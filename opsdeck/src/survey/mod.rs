//! Survey preview
//!
//! Maps each question's type tag to a disabled control through the pure
//! [`render_control`] / [`field_spec`] functions, and shows the result in a
//! read-only modal ([`SurveyPreview`]). Nothing here mutates the questions or
//! performs I/O.

mod control;
mod preview;
mod question;

pub use control::{
    audit_questions, field_spec, initial_values, preview_fields, render_control, split_lines,
    ControlFlags, FieldSpec, SurveyIssue, WidgetSpec, FIELD_ID_PREFIX,
};
pub use preview::{SurveyPreview, SurveyPreviewProps, PREVIEW_TITLE};
pub use question::{Question, QuestionType, SurveySpec};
--*--
* [YOUR TASK] The full set of data above must come back exactly as written.

* [OUTPUT]
filename opsdeck/src/survey/mod.rs
//! Survey preview
//!
//! Maps each question's type tag to a disabled control through the pure
//! [`render_control`] / [`field_spec`] functions, and shows the result in a
//! read-only modal ([`SurveyPreview`]). Nothing here mutates the questions or
//! performs I/O.

mod control;
mod preview;
mod question;

pub use control::{
    audit_questions, field_spec, initial_values, preview_fields, render_control, split_lines,
    ControlFlags, FieldSpec, SurveyIssue, WidgetSpec, FIELD_ID_PREFIX,
};
pub use preview::{SurveyPreview, SurveyPreviewProps, PREVIEW_TITLE};
pub use question::{Question, QuestionType, SurveySpec};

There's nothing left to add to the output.